Please make an exact transcription of all the data that follows.

▶ _Records to use_:

------------------------------------------------

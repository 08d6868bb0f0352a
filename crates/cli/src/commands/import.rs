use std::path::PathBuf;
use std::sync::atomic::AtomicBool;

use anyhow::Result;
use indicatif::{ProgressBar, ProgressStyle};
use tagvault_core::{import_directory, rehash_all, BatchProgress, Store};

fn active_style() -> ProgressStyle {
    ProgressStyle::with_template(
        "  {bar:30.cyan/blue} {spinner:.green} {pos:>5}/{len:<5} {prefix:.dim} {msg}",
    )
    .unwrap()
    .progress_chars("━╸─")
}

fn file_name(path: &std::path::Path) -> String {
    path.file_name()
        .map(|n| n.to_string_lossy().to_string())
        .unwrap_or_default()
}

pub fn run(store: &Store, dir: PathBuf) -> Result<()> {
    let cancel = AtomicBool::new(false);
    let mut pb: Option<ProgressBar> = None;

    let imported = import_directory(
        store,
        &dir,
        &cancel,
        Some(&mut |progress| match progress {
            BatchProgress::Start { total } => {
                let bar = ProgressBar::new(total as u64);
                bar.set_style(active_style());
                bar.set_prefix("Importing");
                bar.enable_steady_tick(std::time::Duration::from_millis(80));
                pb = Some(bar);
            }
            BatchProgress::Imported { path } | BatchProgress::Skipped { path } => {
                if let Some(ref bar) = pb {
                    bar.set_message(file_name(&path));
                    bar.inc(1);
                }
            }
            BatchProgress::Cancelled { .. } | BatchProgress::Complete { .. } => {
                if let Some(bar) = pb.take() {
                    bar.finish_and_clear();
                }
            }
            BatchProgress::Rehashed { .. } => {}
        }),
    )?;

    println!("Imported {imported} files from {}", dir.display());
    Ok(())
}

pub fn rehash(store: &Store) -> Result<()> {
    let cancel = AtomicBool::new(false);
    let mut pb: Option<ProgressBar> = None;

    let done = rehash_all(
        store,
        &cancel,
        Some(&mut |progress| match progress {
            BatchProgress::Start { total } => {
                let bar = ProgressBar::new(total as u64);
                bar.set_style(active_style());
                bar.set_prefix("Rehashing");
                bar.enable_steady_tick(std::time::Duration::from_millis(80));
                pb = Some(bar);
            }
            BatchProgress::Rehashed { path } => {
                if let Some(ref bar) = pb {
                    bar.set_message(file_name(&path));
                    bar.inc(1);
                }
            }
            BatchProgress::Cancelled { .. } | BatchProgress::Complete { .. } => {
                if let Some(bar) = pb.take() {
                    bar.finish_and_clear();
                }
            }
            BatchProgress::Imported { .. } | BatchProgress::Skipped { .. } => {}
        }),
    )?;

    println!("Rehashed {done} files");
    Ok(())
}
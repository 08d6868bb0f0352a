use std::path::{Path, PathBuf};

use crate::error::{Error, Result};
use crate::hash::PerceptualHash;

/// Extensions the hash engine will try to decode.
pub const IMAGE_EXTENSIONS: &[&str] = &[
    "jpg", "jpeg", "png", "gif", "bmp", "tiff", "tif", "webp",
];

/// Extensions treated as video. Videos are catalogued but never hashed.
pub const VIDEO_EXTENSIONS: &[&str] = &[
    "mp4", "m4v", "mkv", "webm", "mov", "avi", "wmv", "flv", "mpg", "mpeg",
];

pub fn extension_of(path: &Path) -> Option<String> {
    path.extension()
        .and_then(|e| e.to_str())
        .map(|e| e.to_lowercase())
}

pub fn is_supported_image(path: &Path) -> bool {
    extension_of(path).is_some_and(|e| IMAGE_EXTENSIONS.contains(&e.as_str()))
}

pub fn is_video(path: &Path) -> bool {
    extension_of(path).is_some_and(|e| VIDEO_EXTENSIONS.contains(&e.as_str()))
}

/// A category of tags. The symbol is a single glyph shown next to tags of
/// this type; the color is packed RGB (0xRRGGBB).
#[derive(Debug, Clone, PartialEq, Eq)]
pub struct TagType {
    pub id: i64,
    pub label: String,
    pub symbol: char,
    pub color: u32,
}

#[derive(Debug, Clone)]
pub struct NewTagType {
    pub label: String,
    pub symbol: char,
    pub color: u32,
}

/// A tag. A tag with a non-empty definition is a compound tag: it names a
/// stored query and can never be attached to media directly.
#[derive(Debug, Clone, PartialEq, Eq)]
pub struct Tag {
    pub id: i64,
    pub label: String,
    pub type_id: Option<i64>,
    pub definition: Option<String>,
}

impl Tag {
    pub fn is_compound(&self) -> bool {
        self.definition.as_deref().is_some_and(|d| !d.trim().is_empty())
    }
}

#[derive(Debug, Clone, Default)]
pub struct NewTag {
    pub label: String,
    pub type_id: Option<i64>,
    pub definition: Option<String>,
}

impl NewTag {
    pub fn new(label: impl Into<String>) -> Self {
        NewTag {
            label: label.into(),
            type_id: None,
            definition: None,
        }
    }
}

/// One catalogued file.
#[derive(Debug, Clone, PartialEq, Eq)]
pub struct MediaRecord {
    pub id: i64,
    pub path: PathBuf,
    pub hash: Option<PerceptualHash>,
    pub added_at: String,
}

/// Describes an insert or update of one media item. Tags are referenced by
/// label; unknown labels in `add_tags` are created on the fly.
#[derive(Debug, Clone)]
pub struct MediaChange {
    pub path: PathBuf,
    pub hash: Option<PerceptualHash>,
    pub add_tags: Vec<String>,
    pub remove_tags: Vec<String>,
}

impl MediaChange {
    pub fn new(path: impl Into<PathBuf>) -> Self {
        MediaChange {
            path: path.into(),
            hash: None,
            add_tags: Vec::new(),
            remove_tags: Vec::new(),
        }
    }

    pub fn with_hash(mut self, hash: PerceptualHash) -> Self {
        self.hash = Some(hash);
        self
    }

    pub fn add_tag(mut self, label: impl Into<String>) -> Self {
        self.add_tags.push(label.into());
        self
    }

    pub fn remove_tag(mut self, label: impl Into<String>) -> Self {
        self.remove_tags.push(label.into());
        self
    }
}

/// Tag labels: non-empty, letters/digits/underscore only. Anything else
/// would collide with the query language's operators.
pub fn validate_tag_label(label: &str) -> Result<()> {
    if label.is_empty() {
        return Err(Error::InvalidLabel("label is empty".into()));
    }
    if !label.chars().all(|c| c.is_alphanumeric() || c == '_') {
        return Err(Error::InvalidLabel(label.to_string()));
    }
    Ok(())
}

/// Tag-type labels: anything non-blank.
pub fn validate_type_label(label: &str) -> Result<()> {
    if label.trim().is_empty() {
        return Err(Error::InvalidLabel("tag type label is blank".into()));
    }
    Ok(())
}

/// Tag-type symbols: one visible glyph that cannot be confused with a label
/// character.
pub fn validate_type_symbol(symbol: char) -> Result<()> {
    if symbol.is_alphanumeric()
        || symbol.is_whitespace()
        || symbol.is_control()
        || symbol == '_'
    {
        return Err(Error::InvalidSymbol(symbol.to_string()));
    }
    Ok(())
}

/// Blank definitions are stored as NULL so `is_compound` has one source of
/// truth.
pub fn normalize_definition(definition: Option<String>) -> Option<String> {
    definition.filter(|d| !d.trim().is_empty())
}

------------------------------------------------

▶ _Solved problem_:
repository 08d6868bb0f0352a
filename crates/cli/src/commands/import.rs
use std::path::PathBuf;
use std::sync::atomic::AtomicBool;

use anyhow::Result;
use indicatif::{ProgressBar, ProgressStyle};
use tagvault_core::{import_directory, rehash_all, BatchProgress, Store};

fn active_style() -> ProgressStyle {
    ProgressStyle::with_template(
        "  {bar:30.cyan/blue} {spinner:.green} {pos:>5}/{len:<5} {prefix:.dim} {msg}",
    )
    .unwrap()
    .progress_chars("━╸─")
}

fn file_name(path: &std::path::Path) -> String {
    path.file_name()
        .map(|n| n.to_string_lossy().to_string())
        .unwrap_or_default()
}

pub fn run(store: &Store, dir: PathBuf) -> Result<()> {
    let cancel = AtomicBool::new(false);
    let mut pb: Option<ProgressBar> = None;

    let imported = import_directory(
        store,
        &dir,
        &cancel,
        Some(&mut |progress| match progress {
            BatchProgress::Start { total } => {
                let bar = ProgressBar::new(total as u64);
                bar.set_style(active_style());
                bar.set_prefix("Importing");
                bar.enable_steady_tick(std::time::Duration::from_millis(80));
                pb = Some(bar);
            }
            BatchProgress::Imported { path } | BatchProgress::Skipped { path } => {
                if let Some(ref bar) = pb {
                    bar.set_message(file_name(&path));
                    bar.inc(1);
                }
            }
            BatchProgress::Cancelled { .. } | BatchProgress::Complete { .. } => {
                if let Some(bar) = pb.take() {
                    bar.finish_and_clear();
                }
            }
            BatchProgress::Rehashed { .. } => {}
        }),
    )?;

    println!("Imported {imported} files from {}", dir.display());
    Ok(())
}

pub fn rehash(store: &Store) -> Result<()> {
    let cancel = AtomicBool::new(false);
    let mut pb: Option<ProgressBar> = None;

    let done = rehash_all(
        store,
        &cancel,
        Some(&mut |progress| match progress {
            BatchProgress::Start { total } => {
                let bar = ProgressBar::new(total as u64);
                bar.set_style(active_style());
                bar.set_prefix("Rehashing");
                bar.enable_steady_tick(std::time::Duration::from_millis(80));
                pb = Some(bar);
            }
            BatchProgress::Rehashed { path } => {
                if let Some(ref bar) = pb {
                    bar.set_message(file_name(&path));
                    bar.inc(1);
                }
            }
            BatchProgress::Cancelled { .. } | BatchProgress::Complete { .. } => {
                if let Some(bar) = pb.take() {
                    bar.finish_and_clear();
                }
            }
            BatchProgress::Imported { .. } | BatchProgress::Skipped { .. } => {}
        }),
    )?;

    println!("Rehashed {done} files");
    Ok(())
}
repository 08d6868bb0f0352a
use std::path::{Path, PathBuf};

use crate::error::{Error, Result};
use crate::hash::PerceptualHash;

/// Extensions the hash engine will try to decode.
pub const IMAGE_EXTENSIONS: &[&str] = &[
    "jpg", "jpeg", "png", "gif", "bmp", "tiff", "tif", "webp",
];

/// Extensions treated as video. Videos are catalogued but never hashed.
pub const VIDEO_EXTENSIONS: &[&str] = &[
    "mp4", "m4v", "mkv", "webm", "mov", "avi", "wmv", "flv", "mpg", "mpeg",
];

pub fn extension_of(path: &Path) -> Option<String> {
    path.extension()
        .and_then(|e| e.to_str())
        .map(|e| e.to_lowercase())
}

pub fn is_supported_image(path: &Path) -> bool {
    extension_of(path).is_some_and(|e| IMAGE_EXTENSIONS.contains(&e.as_str()))
}

pub fn is_video(path: &Path) -> bool {
    extension_of(path).is_some_and(|e| VIDEO_EXTENSIONS.contains(&e.as_str()))
}

/// A category of tags. The symbol is a single glyph shown next to tags of
/// this type; the color is packed RGB (0xRRGGBB).
#[derive(Debug, Clone, PartialEq, Eq)]
pub struct TagType {
    pub id: i64,
    pub label: String,
    pub symbol: char,
    pub color: u32,
}

#[derive(Debug, Clone)]
pub struct NewTagType {
    pub label: String,
    pub symbol: char,
    pub color: u32,
}

/// A tag. A tag with a non-empty definition is a compound tag: it names a
/// stored query and can never be attached to media directly.
#[derive(Debug, Clone, PartialEq, Eq)]
pub struct Tag {
    pub id: i64,
    pub label: String,
    pub type_id: Option<i64>,
    pub definition: Option<String>,
}

impl Tag {
    pub fn is_compound(&self) -> bool {
        self.definition.as_deref().is_some_and(|d| !d.trim().is_empty())
    }
}

#[derive(Debug, Clone, Default)]
pub struct NewTag {
    pub label: String,
    pub type_id: Option<i64>,
    pub definition: Option<String>,
}

impl NewTag {
    pub fn new(label: impl Into<String>) -> Self {
        NewTag {
            label: label.into(),
            type_id: None,
            definition: None,
        }
    }
}

/// One catalogued file.
#[derive(Debug, Clone, PartialEq, Eq)]
pub struct MediaRecord {
    pub id: i64,
    pub path: PathBuf,
    pub hash: Option<PerceptualHash>,
    pub added_at: String,
}

/// Describes an insert or update of one media item. Tags are referenced by
/// label; unknown labels in `add_tags` are created on the fly.
#[derive(Debug, Clone)]
pub struct MediaChange {
    pub path: PathBuf,
    pub hash: Option<PerceptualHash>,
    pub add_tags: Vec<String>,
    pub remove_tags: Vec<String>,
}

impl MediaChange {
    pub fn new(path: impl Into<PathBuf>) -> Self {
        MediaChange {
            path: path.into(),
            hash: None,
            add_tags: Vec::new(),
            remove_tags: Vec::new(),
        }
    }

    pub fn with_hash(mut self, hash: PerceptualHash) -> Self {
        self.hash = Some(hash);
        self
    }

    pub fn add_tag(mut self, label: impl Into<String>) -> Self {
        self.add_tags.push(label.into());
        self
    }

    pub fn remove_tag(mut self, label: impl Into<String>) -> Self {
        self.remove_tags.push(label.into());
        self
    }
}

/// Tag labels: non-empty, letters/digits/underscore only. Anything else
/// would collide with the query language's operators.
pub fn validate_tag_label(label: &str) -> Result<()> {
    if label.is_empty() {
        return Err(Error::InvalidLabel("label is empty".into()));
    }
    if !label.chars().all(|c| c.is_alphanumeric() || c == '_') {
        return Err(Error::InvalidLabel(label.to_string()));
    }
    Ok(())
}

/// Tag-type labels: anything non-blank.
pub fn validate_type_label(label: &str) -> Result<()> {
    if label.trim().is_empty() {
        return Err(Error::InvalidLabel("tag type label is blank".into()));
    }
    Ok(())
}

/// Tag-type symbols: one visible glyph that cannot be confused with a label
/// character.
pub fn validate_type_symbol(symbol: char) -> Result<()> {
    if symbol.is_alphanumeric()
        || symbol.is_whitespace()
        || symbol.is_control()
        || symbol == '_'
    {
        return Err(Error::InvalidSymbol(symbol.to_string()));
    }
    Ok(())
}

/// Blank definitions are stored as NULL so `is_compound` has one source of
/// truth.
pub fn normalize_definition(definition: Option<String>) -> Option<String> {
    definition.filter(|d| !d.trim().is_empty())
}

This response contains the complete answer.